Cannabis exerts its effects primarily through two receptor types in the brain: CB1 and CB2. The psychoactive “high” associated with cannabis is largely mediated by CB1 receptor activation. HU-308, by contrast, is selective for the CB2 receptor. Because CB2 receptors are largely associated with immune cells and glia rather than the neuronal CB1 pathway, targeting CB2 has the potential to provide therapeutic benefits without the psychoactive side effects such as drowsiness or intoxication.
Lead author Dr Peggy Rentsch emphasized that HU-308 represents a prototype drug designed to harness the potential benefits of cannabinoid signaling while avoiding unwanted psychoactive effects.
“Medicinal cannabis contains a mix of compounds, some of which can impair day-to-day functioning,” Dr Rentsch said. “Our research indicates that HU-308 could reduce dyskinesias while preserving cognitive clarity and daily activity levels for patients.”
The research team is particularly interested in the relationship between neuroinflammation and movement disorders. Their data indicate that both HU-308 and amantadine, whether administered separately or together, reduce markers of striatal neuroinflammation in the mouse model. This supports the hypothesis that neuroinflammation and altered glial function contribute to the development of LID and that modulating inflammation through CB2 signaling can alleviate dyskinetic symptoms.
“HU-308 works by reducing inflammation in the brain, affecting the neurons and immune cells.”
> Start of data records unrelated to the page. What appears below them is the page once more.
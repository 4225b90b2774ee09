//! # Users API
//!
//! Account registration for the identity bound to the caller's token, and
//! the caller's own profile.

use axum::extract::rejection::JsonRejection;
use axum::extract::State;
use axum::http::StatusCode;
use axum::routing::{get, post};
use axum::{Json, Router};
use chrono::{DateTime, Utc};
use serde::{Deserialize, Serialize};
use utoipa::ToSchema;
use uuid::Uuid;

use crate::auth::CallerIdentity;
use crate::error::AppError;
use crate::extractors::{extract_validated_json, Validate};
use crate::model::User;
use crate::service::Registration;
use crate::state::AppState;

#[derive(Debug, Deserialize, ToSchema)]
pub struct RegisterUserRequest {
    pub full_name: String,
    pub email: String,
    /// "citizen" (default) or "officer".
    #[serde(default)]
    pub account_type: Option<String>,
    #[serde(default)]
    pub phone_number: Option<String>,
    #[serde(default)]
    pub id_number: Option<String>,
}

impl Validate for RegisterUserRequest {
    fn validate(&self) -> Result<(), String> {
        match self.account_type.as_deref().map(str::trim) {
            None | Some("") => Ok(()),
            Some(t) if t.eq_ignore_ascii_case("citizen") || t.eq_ignore_ascii_case("officer") => {
                Ok(())
            }
            Some(t) => Err(format!("unknown account_type '{t}'")),
        }
    }
}

#[derive(Debug, Serialize, ToSchema)]
pub struct UserResponse {
    pub id: Uuid,
    pub email: String,
    pub first_name: String,
    pub last_name: String,
    pub display_name: String,
    pub phone_number: Option<String>,
    pub id_number: Option<String>,
    pub role: String,
    pub is_active: bool,
    pub created_at: DateTime<Utc>,
}

impl From<User> for UserResponse {
    fn from(u: User) -> Self {
        Self {
            id: *u.id.as_uuid(),
            display_name: u.display_name(),
            email: u.email,
            first_name: u.first_name,
            last_name: u.last_name,
            phone_number: u.phone_number,
            id_number: u.id_number,
            role: u.role.as_str().to_string(),
            is_active: u.is_active,
            created_at: *u.created_at.as_datetime(),
        }
    }
}

pub fn router() -> Router<AppState> {
    Router::new()
        .route("/v1/users", post(register_user))
        .route("/v1/users/me", get(current_user))
}

/// POST /v1/users: Register the caller's account.
#[utoipa::path(
    post,
    path = "/v1/users",
    request_body = RegisterUserRequest,
    responses(
        (status = 201, description = "Account registered", body = UserResponse),
        (status = 409, description = "Email or user already registered", body = crate::error::ErrorBody),
        (status = 422, description = "Invalid fields", body = crate::error::ErrorBody),
    ),
    tag = "users"
)]
pub(crate) async fn register_user(
    State(state): State<AppState>,
    caller: CallerIdentity,
    body: Result<Json<RegisterUserRequest>, JsonRejection>,
) -> Result<(StatusCode, Json<UserResponse>), AppError> {
    let id = caller.require_user()?;
    let req = extract_validated_json(body)?;
    let wants_officer = req
        .account_type
        .as_deref()
        .is_some_and(|t| t.trim().eq_ignore_ascii_case("officer"));
    if wants_officer && !caller.is_staff() {
        return Err(AppError::Forbidden(
            "officer accounts require an officer token".into(),
        ));
    }
    let user = state
        .service
        .register_user(
            id,
            Registration {
                full_name: req.full_name,
                email: req.email,
                account_type: req.account_type,
                phone_number: req.phone_number,
                id_number: req.id_number,
            },
        )
        .await?;
    Ok((StatusCode::CREATED, Json(user.into())))
}

/// GET /v1/users/me: The caller's profile.
#[utoipa::path(
    get,
    path = "/v1/users/me",
    responses(
        (status = 200, description = "Caller's profile", body = UserResponse),
        (status = 404, description = "Not registered", body = crate::error::ErrorBody),
    ),
    tag = "users"
)]
pub(crate) async fn current_user(
    State(state): State<AppState>,
    caller: CallerIdentity,
) -> Result<Json<UserResponse>, AppError> {
    let id = caller.require_user()?;
    Ok(Json(state.service.get_user(id).await?.into()))
}
//! # Catalog Subcommand
//!
//! Loads a permit catalog from YAML (or the built-in county catalog when no
//! file is given), checks it, and prints it as JSON.
//!
//! ## File format
//!
//! ```yaml
//! permit_types:
//!   - name: Business License
//!     description: General trading license for retail and service businesses
//!     fee: "2500.00"
//!     required_documents:
//!       - NATIONAL_ID_COPY
//!       - BUSINESS_REGISTRATION_CERTIFICATE
//! ```
//!
//! `is_active` defaults to true and `required_documents` to the four
//! business license categories.

use std::collections::HashSet;
use std::path::{Path, PathBuf};

use anyhow::{bail, Context, Result};
use clap::Args;
use serde::Deserialize;

use permits_state::{default_catalog, PermitTypeSpec};

#[derive(Args, Debug)]
pub struct CatalogArgs {
    /// Catalog YAML file. Defaults to the built-in county catalog.
    #[arg(long)]
    pub catalog: Option<PathBuf>,
}

#[derive(Debug, Deserialize)]
#[serde(deny_unknown_fields)]
struct CatalogFile {
    permit_types: Vec<PermitTypeSpec>,
}

/// Load and check a catalog.
pub fn load_catalog(path: Option<&Path>) -> Result<Vec<PermitTypeSpec>> {
    let specs = match path {
        None => default_catalog(),
        Some(path) => {
            let raw = std::fs::read_to_string(path)
                .with_context(|| format!("failed to read catalog: {}", path.display()))?;
            let file: CatalogFile = serde_yaml::from_str(&raw)
                .with_context(|| format!("failed to parse catalog: {}", path.display()))?;
            file.permit_types
        }
    };
    check_catalog(&specs)?;
    Ok(specs)
}

/// Names must be present and unique ignoring case.
fn check_catalog(specs: &[PermitTypeSpec]) -> Result<()> {
    if specs.is_empty() {
        bail!("catalog has no permit types");
    }
    let mut seen = HashSet::new();
    for spec in specs {
        let name = spec.name.trim();
        if name.is_empty() {
            bail!("permit type with an empty name");
        }
        if !seen.insert(name.to_lowercase()) {
            bail!("permit type '{name}' is listed more than once");
        }
        if spec.is_active && spec.required_documents.is_empty() {
            tracing::warn!(permit_type = name, "active permit type requires no documents");
        }
    }
    Ok(())
}

pub fn run_catalog(args: &CatalogArgs) -> Result<u8> {
    let specs = load_catalog(args.catalog.as_deref())?;
    println!("{}", serde_json::to_string_pretty(&specs)?);
    Ok(0)
}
Professor Vissel explained that in many neurological disorders immune cells in the brain can become activated by adverse stimuli — including injury, metabolic stress, or other insults — and instead of supporting neurons they can become harmful. “By reducing this inflammatory activation with a CB2-targeted agent like HU-308, these immune cells may return to a supportive role and preserve normal neural function,” he said.
Study collaborator Dr Sandy Stayte highlighted the clinical relevance of the findings, noting the limitations of current therapies. “Amantadine has its own side effect profile and may lose effectiveness over time, and yet it remains the only approved drug for dyskinesias. Showing that HU-308 is as effective as amantadine — and that a combination can be more effective — is an exciting advance. It suggests a path forward to a more powerful treatment option for patients with LID.”
Source:
University of Technology Sydney
Media Contacts:
Marea Martlew – University of Technology Sydney
Image Source:
The image is in the public domain.
Original Research: Open access
“Targeting the cannabinoid receptor CB2 in a mouse model of l-dopa induced Dyskinesia”. Bryce Vissel et al.
Neurobiology of Disease doi: 10.1016/j.nbd.2019.104646.
Abstract
Targeting the cannabinoid receptor CB2 in a mouse model of l-dopa induced Dyskinesia
L-dopa induced dyskinesia (LID) is a debilitating side effect of l-dopa, the primary treatment used in Parkinson’s disease (PD). In this study, researchers evaluated the effects of HU-308, a CB2 receptor agonist, on LID using a mouse model of PD and LID induced by 6-OHDA followed by l-dopa treatment. HU-308 reduced LID as effectively as amantadine, the current frontline treatment. Moreover, combined treatment with HU-308 and amantadine produced a greater anti-dyskinetic effect than HU-308 alone, suggesting a potential synergistic interaction. Treatment with HU-308 and amantadine, individually or combined, also decreased striatal neuroinflammation, a mechanism implicated in the development of LID. These results support further investigation of CB2 agonists as therapeutic candidates for LID in PD patients and reinforce the role of altered glial function and neuroinflammation in dyskinesia development.